Each line in the entries below that holds the string "delta" is to be listed.

[Dataset entries]
-- Opening Marker --

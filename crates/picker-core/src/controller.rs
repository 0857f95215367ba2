//! Per-picker interaction state machine.
//!
//! ```text
//! Idle --start--> Tracking --end--> Settling --settle--> Idle
//!                    ^                  |
//!                    +------start-------+   (cancels the settle)
//! ```
//!
//! The controller exclusively owns the committed selection and the haptic
//! de-dup state. Hosts feed it one ordered stream of events on the UI thread;
//! the settle completion arrives later through [`PickerController::tick`].

use crate::config::PickerConfig;
use crate::discretize::{clamp_offset, discretize, grid_offset, nearest_grid_offset, Selection};
use crate::error::ConfigError;
use crate::gesture::{GestureSample, GestureTracker};
use crate::haptics::{HapticChannel, HapticEmitter};
use crate::snap::{release_target, AnimationFrame, SettleEvent, SnapAnimator};
use std::time::Duration;

#[derive(Clone, Copy, Debug, PartialEq, Eq)]
pub enum Phase {
    Idle,
    Tracking,
    Settling,
}

#[derive(Clone, Copy, Debug, PartialEq, Eq)]
pub enum CommitKind {
    /// Selection changed under the finger.
    Live,
    /// Quick-adjust or quick-select, committed before its animation runs.
    Nudge,
    /// Host-driven jump.
    Programmatic,
    /// Final value once a snap animation has settled.
    Settled,
}

#[derive(Clone, Copy, Debug, PartialEq)]
pub struct Commit {
    pub value: f64,
    pub index: usize,
    pub kind: CommitKind,
}

/// Receives every committed value.
pub trait ValueListener {
    fn on_commit(&mut self, commit: &Commit);
}

impl<F> ValueListener for F
where
    F: FnMut(&Commit),
{
    fn on_commit(&mut self, commit: &Commit) {
        self(commit)
    }
}

/// Everything a host can ask of a picker, in arrival order.
#[derive(Clone, Copy, Debug, PartialEq)]
pub enum PickerEvent {
    GestureStart,
    GestureMove(GestureSample),
    GestureEnd(GestureSample),
    Frame(Duration),
    Nudge(f64),
    Select(f64),
    Set(f64),
}

#[derive(Clone, Copy, Debug, PartialEq, Eq)]
enum SettleOrigin {
    Release,
    Nudge,
}

pub struct PickerController {
    config: PickerConfig,
    tracker: GestureTracker,
    animator: SnapAnimator,
    haptics: HapticEmitter,
    listener: Box<dyn ValueListener>,
    phase: Phase,
    offset: f64,
    committed: Selection,
    pending_settle: Option<(u64, SettleOrigin)>,
}

impl PickerController {
    pub fn new(
        config: PickerConfig,
        listener: impl ValueListener + 'static,
        haptics: impl HapticChannel + 'static,
    ) -> Result<Self, ConfigError> {
        config.validate()?;
        let committed = Selection::nearest(config.initial_value, &config.domain);
        let offset = grid_offset(committed.index, config.unit_extent);
        log::debug!(
            "[picker] new {} picker at {} ({} items)",
            config.unit_label,
            committed.value,
            config.domain.total_items()
        );
        Ok(Self {
            tracker: GestureTracker::new(config.orientation),
            animator: SnapAnimator::new(config.spring),
            haptics: HapticEmitter::new(Box::new(haptics), Some(committed.value)),
            listener: Box::new(listener),
            phase: Phase::Idle,
            offset,
            committed,
            pending_settle: None,
            config,
        })
    }

    pub fn handle(&mut self, event: PickerEvent) {
        match event {
            PickerEvent::GestureStart => self.gesture_start(),
            PickerEvent::GestureMove(sample) => self.gesture_move(sample),
            PickerEvent::GestureEnd(sample) => self.gesture_end(sample),
            PickerEvent::Frame(dt) => {
                self.tick(dt);
            }
            PickerEvent::Nudge(delta) => self.nudge(delta),
            PickerEvent::Select(value) => self.select_value(value),
            PickerEvent::Set(value) => self.set_value(value),
        }
    }

    pub fn gesture_start(&mut self) {
        if self.phase == Phase::Settling {
            if let Some(at) = self.animator.cancel() {
                self.offset = at;
            }
        }
        self.pending_settle = None;
        self.tracker.begin(self.offset);
        self.phase = Phase::Tracking;
        log::debug!("[picker] drag from {:.2}", self.offset);
    }

    pub fn gesture_move(&mut self, sample: GestureSample) {
        if self.phase != Phase::Tracking {
            log::trace!("[picker] move ignored while {:?}", self.phase);
            return;
        }
        if let Some(tracked) = self.tracker.track(sample) {
            self.offset = tracked.offset;
            self.update_live();
        }
    }

    pub fn gesture_end(&mut self, sample: GestureSample) {
        if self.phase != Phase::Tracking {
            log::trace!("[picker] release ignored while {:?}", self.phase);
            return;
        }
        let Some(session) = self.tracker.finish(sample) else {
            self.phase = Phase::Idle;
            return;
        };
        self.offset = session.current_offset;
        self.update_live();

        let extent = self.config.unit_extent;
        let on_grid = self.offset == nearest_grid_offset(self.offset, extent, &self.config.domain);
        if session.displacement() == 0.0 && on_grid {
            log::debug!("[picker] release without movement");
            self.phase = Phase::Idle;
            return;
        }

        let target = release_target(
            self.offset,
            session.velocity,
            extent,
            &self.config.domain,
            self.config.snap,
        );
        log::debug!(
            "[picker] release at {:.2} v={:.3}/ms -> index {}",
            self.offset,
            session.velocity,
            target
        );
        self.start_settle(session.velocity, target, SettleOrigin::Release);
    }

    /// Advances a running settle. Returns the animation frame, if any.
    pub fn tick(&mut self, dt: Duration) -> Option<AnimationFrame> {
        if self.phase != Phase::Settling {
            return None;
        }
        let frame = self.animator.tick(dt);
        match frame {
            Some(AnimationFrame::Moving { offset }) => self.offset = offset,
            Some(AnimationFrame::Settled(event)) => self.on_settled(event),
            None => {
                log::warn!("[picker] settling without a snap task");
                self.phase = Phase::Idle;
            }
        }
        frame
    }

    /// Moves the committed value by `delta`, clamped to the domain.
    pub fn nudge(&mut self, delta: f64) {
        if !delta.is_finite() {
            return;
        }
        self.animate_to(self.committed.value + delta);
    }

    /// Jumps to a fixed value with the same animation and haptics as a nudge.
    pub fn select_value(&mut self, value: f64) {
        self.animate_to(value);
    }

    /// Host-driven jump without animation or haptics.
    pub fn set_value(&mut self, value: f64) {
        if value.is_nan() {
            return;
        }
        self.animator.cancel();
        self.tracker.abort();
        self.pending_settle = None;
        self.phase = Phase::Idle;

        let selection = Selection::nearest(value, &self.config.domain);
        self.offset = grid_offset(selection.index, self.config.unit_extent);
        if selection.index != self.committed.index {
            self.committed = selection;
            self.notify(CommitKind::Programmatic);
        }
    }

    pub fn value(&self) -> f64 {
        self.committed.value
    }

    pub fn index(&self) -> usize {
        self.committed.index
    }

    pub fn selection(&self) -> Selection {
        self.committed
    }

    /// Raw offset, which may overscroll past either end during a drag.
    pub fn offset(&self) -> f64 {
        self.offset
    }

    /// Offset limited to the grid, for drawing.
    pub fn display_offset(&self) -> f64 {
        clamp_offset(self.offset, self.config.unit_extent, &self.config.domain)
    }

    pub fn phase(&self) -> Phase {
        self.phase
    }

    pub fn config(&self) -> &PickerConfig {
        &self.config
    }

    pub fn last_haptic_value(&self) -> Option<f64> {
        self.haptics.last_emitted()
    }

    fn animate_to(&mut self, value: f64) {
        if value.is_nan() {
            return;
        }
        if self.phase == Phase::Tracking {
            log::debug!("[picker] quick adjust ignored during drag");
            return;
        }
        if let Some(at) = self.animator.cancel() {
            self.offset = at;
        }
        self.pending_settle = None;

        let selection = Selection::nearest(value, &self.config.domain);
        if selection.index != self.committed.index {
            self.committed = selection;
            self.haptics.on_selection(selection.value);
            self.notify(CommitKind::Nudge);
        }

        if self.offset == grid_offset(selection.index, self.config.unit_extent) {
            self.phase = Phase::Idle;
            return;
        }
        self.start_settle(0.0, selection.index, SettleOrigin::Nudge);
    }

    fn start_settle(&mut self, velocity: f64, target: usize, origin: SettleOrigin) {
        let generation = self
            .animator
            .start(self.offset, velocity, target, self.config.unit_extent);
        self.pending_settle = Some((generation, origin));
        self.phase = Phase::Settling;
    }

    fn on_settled(&mut self, event: SettleEvent) {
        let origin = match self.pending_settle.take() {
            Some((generation, origin)) if generation == event.generation => origin,
            stale => {
                log::debug!(
                    "[picker] stale settle {} (expected {:?})",
                    event.generation,
                    stale.map(|(g, _)| g)
                );
                return;
            }
        };
        self.offset = event.offset;
        self.phase = Phase::Idle;
        self.committed = Selection::at(event.index, &self.config.domain);
        self.notify(CommitKind::Settled);
        if origin == SettleOrigin::Release {
            self.haptics.on_selection(self.committed.value);
            self.haptics.confirm();
        }
    }

    fn update_live(&mut self) {
        let selection = discretize(self.offset, self.config.unit_extent, &self.config.domain);
        if selection.index != self.committed.index {
            self.committed = selection;
            log::trace!("[picker] live {}", selection.value);
            self.haptics.on_selection(selection.value);
            self.notify(CommitKind::Live);
        }
    }

    fn notify(&mut self, kind: CommitKind) {
        let commit = Commit {
            value: self.committed.value,
            index: self.committed.index,
            kind,
        };
        self.listener.on_commit(&commit);
    }
}

impl std::fmt::Debug for PickerController {
    fn fmt(&self, f: &mut std::fmt::Formatter<'_>) -> std::fmt::Result {
        f.debug_struct("PickerController")
            .field("phase", &self.phase)
            .field("offset", &self.offset)
            .field("committed", &self.committed)
            .field("haptics", &self.haptics)
            .finish_non_exhaustive()
    }
}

-- Closing Marker --

● **Solution to the exercise**:
            PickerEvent::Nudge(delta) => self.nudge(delta),
    /// Moves the committed value by `delta`, clamped to the domain.
    pub fn nudge(&mut self, delta: f64) {
        if !delta.is_finite() {
        self.animate_to(self.committed.value + delta);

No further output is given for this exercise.